About this task
Find the line with "pub fn mulaw_to_linear(mulaw_byte: u8)" and the line with "the speaking flag." in the entries below; output exactly those two lines, every line between them, and no others.

Data excerpts
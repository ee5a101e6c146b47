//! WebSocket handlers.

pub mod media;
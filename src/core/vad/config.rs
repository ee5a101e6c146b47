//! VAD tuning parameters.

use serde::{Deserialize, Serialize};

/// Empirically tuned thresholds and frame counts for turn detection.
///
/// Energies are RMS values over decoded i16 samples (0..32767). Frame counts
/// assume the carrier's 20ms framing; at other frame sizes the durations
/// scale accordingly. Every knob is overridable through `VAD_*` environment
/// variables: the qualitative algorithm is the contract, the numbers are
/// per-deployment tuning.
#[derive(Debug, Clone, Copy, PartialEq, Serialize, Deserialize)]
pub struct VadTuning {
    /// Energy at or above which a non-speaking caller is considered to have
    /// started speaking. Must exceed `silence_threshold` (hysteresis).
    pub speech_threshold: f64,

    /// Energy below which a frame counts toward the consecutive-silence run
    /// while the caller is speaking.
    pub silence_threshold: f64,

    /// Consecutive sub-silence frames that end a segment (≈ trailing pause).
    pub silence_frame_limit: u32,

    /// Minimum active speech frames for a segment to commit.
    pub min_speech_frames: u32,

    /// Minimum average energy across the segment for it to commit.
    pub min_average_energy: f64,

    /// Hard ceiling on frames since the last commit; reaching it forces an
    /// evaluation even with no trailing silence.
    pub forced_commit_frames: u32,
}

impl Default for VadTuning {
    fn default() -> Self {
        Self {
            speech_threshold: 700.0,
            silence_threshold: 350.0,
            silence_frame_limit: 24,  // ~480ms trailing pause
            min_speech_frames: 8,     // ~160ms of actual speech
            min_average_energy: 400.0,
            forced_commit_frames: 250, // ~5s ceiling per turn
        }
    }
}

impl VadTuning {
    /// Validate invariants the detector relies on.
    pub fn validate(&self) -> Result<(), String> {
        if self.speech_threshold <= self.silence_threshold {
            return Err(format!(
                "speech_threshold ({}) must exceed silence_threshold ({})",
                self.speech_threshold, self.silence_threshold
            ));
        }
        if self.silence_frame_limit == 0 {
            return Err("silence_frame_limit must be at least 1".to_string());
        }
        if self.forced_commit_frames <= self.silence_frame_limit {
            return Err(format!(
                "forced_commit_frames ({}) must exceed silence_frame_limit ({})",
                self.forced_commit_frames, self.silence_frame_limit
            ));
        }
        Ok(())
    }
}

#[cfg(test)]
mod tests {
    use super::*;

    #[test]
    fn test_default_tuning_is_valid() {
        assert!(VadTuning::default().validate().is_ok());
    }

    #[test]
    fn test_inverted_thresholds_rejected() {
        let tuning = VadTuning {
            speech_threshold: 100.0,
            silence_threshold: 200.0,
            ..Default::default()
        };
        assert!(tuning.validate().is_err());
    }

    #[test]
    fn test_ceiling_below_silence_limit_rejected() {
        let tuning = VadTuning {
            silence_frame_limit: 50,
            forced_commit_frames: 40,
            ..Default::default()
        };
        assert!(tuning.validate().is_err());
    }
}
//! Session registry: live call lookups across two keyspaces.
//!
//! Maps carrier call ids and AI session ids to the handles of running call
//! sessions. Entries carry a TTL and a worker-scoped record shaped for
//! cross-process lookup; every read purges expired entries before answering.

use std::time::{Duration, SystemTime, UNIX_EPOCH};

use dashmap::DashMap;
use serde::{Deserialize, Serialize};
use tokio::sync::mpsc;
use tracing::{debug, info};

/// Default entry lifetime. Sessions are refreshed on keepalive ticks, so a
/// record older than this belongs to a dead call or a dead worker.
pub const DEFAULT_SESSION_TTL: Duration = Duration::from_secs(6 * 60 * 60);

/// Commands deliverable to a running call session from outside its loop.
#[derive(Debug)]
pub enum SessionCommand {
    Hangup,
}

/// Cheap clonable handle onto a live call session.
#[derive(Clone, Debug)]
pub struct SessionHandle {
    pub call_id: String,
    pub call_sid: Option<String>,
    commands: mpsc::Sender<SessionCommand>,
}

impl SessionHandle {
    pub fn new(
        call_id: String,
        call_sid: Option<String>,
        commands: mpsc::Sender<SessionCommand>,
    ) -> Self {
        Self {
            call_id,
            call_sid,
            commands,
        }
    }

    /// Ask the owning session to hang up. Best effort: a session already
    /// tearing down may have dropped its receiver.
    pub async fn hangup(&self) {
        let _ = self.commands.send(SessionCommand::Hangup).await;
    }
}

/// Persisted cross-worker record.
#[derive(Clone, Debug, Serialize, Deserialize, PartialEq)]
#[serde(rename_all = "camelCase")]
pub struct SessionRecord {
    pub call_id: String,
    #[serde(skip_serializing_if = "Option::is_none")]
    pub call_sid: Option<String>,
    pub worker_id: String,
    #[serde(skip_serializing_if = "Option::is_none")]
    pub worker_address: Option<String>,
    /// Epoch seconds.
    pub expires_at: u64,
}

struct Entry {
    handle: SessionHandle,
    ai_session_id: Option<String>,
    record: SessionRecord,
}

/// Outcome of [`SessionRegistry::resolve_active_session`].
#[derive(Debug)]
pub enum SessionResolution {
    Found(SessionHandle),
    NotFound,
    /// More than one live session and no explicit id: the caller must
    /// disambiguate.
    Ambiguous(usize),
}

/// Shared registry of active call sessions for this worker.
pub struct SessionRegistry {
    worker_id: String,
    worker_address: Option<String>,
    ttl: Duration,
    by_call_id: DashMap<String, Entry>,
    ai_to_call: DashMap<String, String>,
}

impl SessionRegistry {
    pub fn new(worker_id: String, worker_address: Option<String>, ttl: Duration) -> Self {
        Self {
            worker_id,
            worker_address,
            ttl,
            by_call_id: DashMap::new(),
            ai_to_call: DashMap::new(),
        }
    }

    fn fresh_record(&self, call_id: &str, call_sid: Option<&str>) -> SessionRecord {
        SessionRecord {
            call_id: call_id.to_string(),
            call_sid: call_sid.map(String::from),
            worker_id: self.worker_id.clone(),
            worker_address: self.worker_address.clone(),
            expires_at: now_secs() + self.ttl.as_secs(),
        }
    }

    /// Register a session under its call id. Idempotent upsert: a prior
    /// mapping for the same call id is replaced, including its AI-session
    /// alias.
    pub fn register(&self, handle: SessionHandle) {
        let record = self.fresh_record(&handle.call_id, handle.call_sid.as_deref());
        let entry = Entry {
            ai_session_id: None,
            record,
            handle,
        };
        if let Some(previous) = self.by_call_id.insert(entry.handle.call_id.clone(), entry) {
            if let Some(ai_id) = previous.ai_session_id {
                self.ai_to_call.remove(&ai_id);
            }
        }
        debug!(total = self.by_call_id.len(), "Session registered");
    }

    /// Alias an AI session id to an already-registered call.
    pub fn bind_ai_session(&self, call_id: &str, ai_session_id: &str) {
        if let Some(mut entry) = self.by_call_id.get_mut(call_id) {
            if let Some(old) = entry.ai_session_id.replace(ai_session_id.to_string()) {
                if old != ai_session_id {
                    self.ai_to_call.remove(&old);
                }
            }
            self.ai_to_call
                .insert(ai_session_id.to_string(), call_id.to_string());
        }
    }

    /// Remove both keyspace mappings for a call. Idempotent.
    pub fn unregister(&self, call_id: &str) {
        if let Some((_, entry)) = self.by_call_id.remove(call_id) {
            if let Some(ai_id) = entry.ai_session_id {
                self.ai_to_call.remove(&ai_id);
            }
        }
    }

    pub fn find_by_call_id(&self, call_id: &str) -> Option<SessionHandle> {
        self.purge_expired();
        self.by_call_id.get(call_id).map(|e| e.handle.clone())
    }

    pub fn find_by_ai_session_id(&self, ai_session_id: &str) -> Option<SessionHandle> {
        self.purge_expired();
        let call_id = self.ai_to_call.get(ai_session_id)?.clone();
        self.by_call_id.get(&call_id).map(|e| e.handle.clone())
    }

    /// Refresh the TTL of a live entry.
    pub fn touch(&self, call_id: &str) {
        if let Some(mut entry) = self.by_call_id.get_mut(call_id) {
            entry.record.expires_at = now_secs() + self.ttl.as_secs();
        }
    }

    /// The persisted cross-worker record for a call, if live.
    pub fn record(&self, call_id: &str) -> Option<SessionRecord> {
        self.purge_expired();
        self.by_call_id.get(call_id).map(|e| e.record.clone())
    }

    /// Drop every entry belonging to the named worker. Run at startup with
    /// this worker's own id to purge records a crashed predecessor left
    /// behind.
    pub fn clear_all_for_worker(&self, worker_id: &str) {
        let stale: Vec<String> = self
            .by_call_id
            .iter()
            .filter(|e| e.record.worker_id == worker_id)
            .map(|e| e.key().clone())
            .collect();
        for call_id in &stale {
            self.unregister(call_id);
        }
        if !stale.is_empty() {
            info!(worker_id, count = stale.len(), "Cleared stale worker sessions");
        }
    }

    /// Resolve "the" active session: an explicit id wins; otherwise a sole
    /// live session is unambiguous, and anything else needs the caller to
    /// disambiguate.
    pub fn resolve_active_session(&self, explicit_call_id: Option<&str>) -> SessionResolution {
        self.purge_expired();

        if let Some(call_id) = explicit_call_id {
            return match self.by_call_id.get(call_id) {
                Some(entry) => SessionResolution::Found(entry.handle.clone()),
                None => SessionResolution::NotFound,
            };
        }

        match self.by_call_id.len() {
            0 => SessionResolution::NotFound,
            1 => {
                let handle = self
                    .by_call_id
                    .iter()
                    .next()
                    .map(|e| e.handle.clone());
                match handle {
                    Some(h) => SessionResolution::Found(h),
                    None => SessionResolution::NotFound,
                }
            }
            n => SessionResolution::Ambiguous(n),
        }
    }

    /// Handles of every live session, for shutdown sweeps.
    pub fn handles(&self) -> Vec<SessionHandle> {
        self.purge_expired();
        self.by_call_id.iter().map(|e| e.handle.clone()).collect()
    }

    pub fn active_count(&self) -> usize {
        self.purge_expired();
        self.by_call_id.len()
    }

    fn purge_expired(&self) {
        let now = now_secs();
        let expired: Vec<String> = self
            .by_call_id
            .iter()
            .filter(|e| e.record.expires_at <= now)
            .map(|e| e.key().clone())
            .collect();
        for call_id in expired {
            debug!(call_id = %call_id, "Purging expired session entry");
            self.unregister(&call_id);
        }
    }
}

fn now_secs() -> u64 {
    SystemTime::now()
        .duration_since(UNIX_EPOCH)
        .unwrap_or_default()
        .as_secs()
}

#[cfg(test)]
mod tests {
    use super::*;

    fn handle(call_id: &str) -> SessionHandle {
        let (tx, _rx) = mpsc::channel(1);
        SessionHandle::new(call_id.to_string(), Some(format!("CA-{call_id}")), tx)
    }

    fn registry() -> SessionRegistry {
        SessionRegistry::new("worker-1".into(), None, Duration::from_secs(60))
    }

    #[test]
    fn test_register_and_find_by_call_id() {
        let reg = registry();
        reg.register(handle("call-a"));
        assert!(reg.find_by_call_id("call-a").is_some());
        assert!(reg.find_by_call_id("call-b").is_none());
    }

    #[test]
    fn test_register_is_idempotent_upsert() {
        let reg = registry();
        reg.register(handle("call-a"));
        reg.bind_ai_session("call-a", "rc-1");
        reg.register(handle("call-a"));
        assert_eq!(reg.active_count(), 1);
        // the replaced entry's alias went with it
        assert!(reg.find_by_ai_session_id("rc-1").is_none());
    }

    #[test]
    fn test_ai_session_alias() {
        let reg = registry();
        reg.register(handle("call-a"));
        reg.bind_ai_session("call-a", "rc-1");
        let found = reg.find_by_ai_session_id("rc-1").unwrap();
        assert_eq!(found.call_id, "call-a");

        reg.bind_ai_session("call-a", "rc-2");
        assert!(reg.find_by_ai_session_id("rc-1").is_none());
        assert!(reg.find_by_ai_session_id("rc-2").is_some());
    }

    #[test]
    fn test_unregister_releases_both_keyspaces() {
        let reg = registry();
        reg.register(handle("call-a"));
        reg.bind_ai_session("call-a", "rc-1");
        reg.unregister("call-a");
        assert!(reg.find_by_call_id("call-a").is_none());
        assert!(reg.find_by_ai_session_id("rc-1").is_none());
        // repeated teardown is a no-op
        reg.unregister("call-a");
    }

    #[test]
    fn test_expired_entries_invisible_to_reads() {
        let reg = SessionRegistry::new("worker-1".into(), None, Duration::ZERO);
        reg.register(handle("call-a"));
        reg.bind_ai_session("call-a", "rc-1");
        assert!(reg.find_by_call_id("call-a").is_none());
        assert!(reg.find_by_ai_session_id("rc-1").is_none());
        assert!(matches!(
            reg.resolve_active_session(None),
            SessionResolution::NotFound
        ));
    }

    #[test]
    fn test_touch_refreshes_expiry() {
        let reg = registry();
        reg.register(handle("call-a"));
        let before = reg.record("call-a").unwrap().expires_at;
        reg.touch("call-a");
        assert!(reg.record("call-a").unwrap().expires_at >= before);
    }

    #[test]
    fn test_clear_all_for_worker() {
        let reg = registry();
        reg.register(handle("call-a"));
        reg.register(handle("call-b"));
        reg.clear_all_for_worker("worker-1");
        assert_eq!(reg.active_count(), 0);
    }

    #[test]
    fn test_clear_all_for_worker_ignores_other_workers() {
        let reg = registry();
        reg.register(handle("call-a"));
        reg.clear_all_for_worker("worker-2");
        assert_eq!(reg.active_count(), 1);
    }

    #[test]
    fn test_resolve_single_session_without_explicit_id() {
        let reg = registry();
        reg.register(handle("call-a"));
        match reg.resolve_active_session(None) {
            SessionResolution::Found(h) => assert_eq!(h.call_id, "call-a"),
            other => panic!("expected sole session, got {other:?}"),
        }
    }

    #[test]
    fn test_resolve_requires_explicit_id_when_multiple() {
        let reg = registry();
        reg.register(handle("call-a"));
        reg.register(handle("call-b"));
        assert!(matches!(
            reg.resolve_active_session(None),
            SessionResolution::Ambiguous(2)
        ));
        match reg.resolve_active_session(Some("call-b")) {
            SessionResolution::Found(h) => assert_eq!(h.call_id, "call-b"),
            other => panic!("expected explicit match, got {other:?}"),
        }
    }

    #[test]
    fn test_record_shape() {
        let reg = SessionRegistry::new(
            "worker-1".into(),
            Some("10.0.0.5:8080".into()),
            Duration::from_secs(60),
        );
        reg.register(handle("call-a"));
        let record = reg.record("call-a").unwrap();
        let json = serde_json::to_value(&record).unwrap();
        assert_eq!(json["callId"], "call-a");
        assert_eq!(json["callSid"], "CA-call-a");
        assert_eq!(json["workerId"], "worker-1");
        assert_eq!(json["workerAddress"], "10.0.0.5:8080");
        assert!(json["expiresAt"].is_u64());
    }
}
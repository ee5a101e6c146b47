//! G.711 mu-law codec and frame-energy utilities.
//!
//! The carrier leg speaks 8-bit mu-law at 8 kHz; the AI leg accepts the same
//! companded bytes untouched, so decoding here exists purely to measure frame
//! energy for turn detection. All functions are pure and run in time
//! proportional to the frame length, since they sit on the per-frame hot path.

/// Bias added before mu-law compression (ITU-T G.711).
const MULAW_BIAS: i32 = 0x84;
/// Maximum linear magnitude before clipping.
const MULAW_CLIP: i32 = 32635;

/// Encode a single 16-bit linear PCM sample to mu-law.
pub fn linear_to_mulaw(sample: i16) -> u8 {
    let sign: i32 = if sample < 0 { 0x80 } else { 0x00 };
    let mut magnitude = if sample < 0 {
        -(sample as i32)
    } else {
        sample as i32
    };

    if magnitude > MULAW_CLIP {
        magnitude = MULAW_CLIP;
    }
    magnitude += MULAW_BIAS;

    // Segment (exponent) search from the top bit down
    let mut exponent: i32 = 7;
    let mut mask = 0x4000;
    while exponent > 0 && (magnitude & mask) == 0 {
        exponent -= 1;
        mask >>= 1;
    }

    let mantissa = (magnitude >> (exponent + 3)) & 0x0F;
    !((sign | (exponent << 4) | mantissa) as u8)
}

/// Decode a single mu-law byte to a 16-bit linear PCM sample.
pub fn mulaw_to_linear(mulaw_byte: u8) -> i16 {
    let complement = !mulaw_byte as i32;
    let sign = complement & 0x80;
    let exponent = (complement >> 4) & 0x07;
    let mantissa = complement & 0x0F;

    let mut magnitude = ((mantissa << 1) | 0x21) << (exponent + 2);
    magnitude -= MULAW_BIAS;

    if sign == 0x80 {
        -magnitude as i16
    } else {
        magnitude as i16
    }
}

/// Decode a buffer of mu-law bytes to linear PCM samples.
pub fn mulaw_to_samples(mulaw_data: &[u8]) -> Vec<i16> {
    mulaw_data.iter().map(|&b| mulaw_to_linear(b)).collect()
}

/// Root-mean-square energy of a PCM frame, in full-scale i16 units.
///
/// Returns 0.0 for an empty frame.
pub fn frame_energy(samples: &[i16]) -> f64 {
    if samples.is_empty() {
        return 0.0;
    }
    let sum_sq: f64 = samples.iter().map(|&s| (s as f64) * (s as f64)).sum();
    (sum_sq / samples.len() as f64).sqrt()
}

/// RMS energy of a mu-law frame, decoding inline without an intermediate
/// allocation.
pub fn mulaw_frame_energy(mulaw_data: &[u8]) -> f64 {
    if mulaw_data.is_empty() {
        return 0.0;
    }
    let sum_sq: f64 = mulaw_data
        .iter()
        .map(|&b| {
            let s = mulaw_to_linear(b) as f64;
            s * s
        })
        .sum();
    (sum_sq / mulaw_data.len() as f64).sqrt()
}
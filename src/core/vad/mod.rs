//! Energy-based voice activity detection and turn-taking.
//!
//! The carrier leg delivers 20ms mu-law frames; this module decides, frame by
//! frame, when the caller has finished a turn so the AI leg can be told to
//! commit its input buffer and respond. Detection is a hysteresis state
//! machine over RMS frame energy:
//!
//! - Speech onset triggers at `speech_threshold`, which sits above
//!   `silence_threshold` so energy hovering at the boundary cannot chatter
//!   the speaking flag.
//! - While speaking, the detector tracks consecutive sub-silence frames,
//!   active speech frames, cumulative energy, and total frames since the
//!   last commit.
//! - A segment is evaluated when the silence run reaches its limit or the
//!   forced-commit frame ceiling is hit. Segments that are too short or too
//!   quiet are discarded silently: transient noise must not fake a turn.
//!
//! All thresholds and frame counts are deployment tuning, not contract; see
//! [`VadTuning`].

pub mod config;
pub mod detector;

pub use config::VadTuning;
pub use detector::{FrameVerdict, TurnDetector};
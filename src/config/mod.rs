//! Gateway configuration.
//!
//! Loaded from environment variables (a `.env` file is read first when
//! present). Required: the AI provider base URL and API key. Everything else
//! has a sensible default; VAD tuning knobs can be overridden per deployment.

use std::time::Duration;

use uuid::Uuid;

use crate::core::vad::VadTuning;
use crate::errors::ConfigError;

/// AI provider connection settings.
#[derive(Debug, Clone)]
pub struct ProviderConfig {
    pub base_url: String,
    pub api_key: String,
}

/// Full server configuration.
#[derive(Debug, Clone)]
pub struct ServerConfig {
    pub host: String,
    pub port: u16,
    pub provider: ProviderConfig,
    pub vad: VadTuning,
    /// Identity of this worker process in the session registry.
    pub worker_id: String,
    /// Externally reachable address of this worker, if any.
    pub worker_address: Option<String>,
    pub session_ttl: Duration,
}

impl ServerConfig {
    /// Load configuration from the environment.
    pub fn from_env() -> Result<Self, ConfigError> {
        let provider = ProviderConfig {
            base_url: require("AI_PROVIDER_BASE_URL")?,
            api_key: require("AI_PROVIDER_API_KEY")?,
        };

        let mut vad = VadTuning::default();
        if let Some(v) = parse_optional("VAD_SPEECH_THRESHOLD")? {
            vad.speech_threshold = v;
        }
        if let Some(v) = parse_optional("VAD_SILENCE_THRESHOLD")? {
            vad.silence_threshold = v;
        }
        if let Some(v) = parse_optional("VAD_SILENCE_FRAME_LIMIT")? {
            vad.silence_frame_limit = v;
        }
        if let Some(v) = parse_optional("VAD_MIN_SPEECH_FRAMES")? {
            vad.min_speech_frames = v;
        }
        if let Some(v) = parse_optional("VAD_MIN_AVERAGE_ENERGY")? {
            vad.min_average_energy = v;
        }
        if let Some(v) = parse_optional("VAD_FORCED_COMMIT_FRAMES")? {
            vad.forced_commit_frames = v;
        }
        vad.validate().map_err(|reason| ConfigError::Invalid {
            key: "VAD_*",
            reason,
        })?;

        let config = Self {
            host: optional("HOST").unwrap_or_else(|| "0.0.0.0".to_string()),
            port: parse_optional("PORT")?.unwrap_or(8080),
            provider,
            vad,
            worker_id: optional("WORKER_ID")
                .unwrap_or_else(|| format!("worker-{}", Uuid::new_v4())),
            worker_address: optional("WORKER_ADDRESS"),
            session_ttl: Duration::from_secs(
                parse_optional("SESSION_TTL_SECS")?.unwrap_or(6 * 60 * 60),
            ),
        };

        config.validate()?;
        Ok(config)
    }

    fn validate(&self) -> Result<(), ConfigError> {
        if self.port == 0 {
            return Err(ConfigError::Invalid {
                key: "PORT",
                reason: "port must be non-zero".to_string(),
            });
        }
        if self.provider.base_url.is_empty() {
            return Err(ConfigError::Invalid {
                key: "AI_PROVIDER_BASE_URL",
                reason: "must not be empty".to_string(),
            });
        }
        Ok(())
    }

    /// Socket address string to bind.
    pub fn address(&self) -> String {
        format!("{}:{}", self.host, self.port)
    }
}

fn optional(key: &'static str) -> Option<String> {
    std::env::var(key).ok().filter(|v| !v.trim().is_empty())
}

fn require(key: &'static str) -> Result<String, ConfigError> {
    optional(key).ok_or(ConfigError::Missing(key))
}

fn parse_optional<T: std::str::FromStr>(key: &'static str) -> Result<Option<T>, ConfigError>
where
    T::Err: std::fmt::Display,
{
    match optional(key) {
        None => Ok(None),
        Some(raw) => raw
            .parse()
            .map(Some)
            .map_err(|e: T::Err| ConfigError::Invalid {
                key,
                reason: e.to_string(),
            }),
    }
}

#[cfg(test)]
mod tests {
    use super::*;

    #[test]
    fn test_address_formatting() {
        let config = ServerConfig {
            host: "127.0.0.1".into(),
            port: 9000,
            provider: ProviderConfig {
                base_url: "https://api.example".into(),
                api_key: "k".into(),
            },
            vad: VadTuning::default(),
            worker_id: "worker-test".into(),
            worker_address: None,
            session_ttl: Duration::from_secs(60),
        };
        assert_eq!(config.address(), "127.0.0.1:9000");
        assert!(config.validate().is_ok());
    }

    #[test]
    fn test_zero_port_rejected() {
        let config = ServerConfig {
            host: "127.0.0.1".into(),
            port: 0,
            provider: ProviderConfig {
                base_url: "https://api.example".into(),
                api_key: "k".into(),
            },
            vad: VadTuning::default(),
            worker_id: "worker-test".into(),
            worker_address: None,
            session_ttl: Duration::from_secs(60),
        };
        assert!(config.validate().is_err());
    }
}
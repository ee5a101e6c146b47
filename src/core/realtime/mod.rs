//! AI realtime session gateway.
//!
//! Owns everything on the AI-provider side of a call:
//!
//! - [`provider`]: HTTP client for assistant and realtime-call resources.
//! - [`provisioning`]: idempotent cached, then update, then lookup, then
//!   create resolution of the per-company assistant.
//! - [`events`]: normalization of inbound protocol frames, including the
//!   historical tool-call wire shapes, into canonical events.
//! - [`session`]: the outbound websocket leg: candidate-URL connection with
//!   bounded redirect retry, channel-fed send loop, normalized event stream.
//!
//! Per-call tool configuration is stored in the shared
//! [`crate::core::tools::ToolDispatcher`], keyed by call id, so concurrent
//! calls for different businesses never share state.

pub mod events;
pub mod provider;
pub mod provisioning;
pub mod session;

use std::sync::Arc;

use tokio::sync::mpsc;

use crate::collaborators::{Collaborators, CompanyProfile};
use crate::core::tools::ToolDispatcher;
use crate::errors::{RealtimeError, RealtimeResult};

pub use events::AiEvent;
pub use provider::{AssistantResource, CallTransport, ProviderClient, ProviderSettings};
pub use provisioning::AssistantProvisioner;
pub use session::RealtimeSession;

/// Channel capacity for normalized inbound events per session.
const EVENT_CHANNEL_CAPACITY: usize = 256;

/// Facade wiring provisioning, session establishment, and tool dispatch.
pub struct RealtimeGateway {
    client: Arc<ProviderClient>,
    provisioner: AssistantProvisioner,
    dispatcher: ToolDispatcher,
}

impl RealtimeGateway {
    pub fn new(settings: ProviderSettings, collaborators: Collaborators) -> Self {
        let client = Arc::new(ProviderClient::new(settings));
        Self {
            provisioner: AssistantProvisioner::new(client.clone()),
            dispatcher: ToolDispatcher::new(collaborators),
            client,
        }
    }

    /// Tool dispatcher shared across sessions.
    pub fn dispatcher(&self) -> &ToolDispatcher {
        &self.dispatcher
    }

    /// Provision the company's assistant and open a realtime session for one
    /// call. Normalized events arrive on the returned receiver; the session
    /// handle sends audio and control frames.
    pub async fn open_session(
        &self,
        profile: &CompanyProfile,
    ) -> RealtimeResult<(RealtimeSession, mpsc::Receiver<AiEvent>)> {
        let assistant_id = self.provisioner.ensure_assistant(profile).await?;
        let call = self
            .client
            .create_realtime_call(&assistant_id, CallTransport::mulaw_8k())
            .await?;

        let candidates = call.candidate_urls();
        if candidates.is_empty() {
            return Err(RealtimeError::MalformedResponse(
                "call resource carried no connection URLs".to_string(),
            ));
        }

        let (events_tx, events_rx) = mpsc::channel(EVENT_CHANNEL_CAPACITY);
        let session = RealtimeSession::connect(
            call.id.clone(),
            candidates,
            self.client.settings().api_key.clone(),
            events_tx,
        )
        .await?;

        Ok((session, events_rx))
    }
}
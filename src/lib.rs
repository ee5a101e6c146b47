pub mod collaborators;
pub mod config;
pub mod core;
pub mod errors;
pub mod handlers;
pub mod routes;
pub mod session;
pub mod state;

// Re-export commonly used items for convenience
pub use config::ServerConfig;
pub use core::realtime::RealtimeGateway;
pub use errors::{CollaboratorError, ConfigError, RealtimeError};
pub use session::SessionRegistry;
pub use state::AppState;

Response box
pub fn mulaw_to_linear(mulaw_byte: u8) -> i16 {
    let complement = !mulaw_byte as i32;
    let sign = complement & 0x80;
    let exponent = (complement >> 4) & 0x07;
    let mantissa = complement & 0x0F;

    let mut magnitude = ((mantissa << 1) | 0x21) << (exponent + 2);
    magnitude -= MULAW_BIAS;

    if sign == 0x80 {
        -magnitude as i16
    } else {
        magnitude as i16
    }
}

/// Decode a buffer of mu-law bytes to linear PCM samples.
pub fn mulaw_to_samples(mulaw_data: &[u8]) -> Vec<i16> {
    mulaw_data.iter().map(|&b| mulaw_to_linear(b)).collect()
}

/// Root-mean-square energy of a PCM frame, in full-scale i16 units.
///
/// Returns 0.0 for an empty frame.
pub fn frame_energy(samples: &[i16]) -> f64 {
    if samples.is_empty() {
        return 0.0;
    }
    let sum_sq: f64 = samples.iter().map(|&s| (s as f64) * (s as f64)).sum();
    (sum_sq / samples.len() as f64).sqrt()
}

/// RMS energy of a mu-law frame, decoding inline without an intermediate
/// allocation.
pub fn mulaw_frame_energy(mulaw_data: &[u8]) -> f64 {
    if mulaw_data.is_empty() {
        return 0.0;
    }
    let sum_sq: f64 = mulaw_data
        .iter()
        .map(|&b| {
            let s = mulaw_to_linear(b) as f64;
            s * s
        })
        .sum();
    (sum_sq / mulaw_data.len() as f64).sqrt()
}
filename src/core/vad/mod.rs
//! Energy-based voice activity detection and turn-taking.
//!
//! The carrier leg delivers 20ms mu-law frames; this module decides, frame by
//! frame, when the caller has finished a turn so the AI leg can be told to
//! commit its input buffer and respond. Detection is a hysteresis state
//! machine over RMS frame energy:
//!
//! - Speech onset triggers at `speech_threshold`, which sits above
//!   `silence_threshold` so energy hovering at the boundary cannot chatter
//!   the speaking flag.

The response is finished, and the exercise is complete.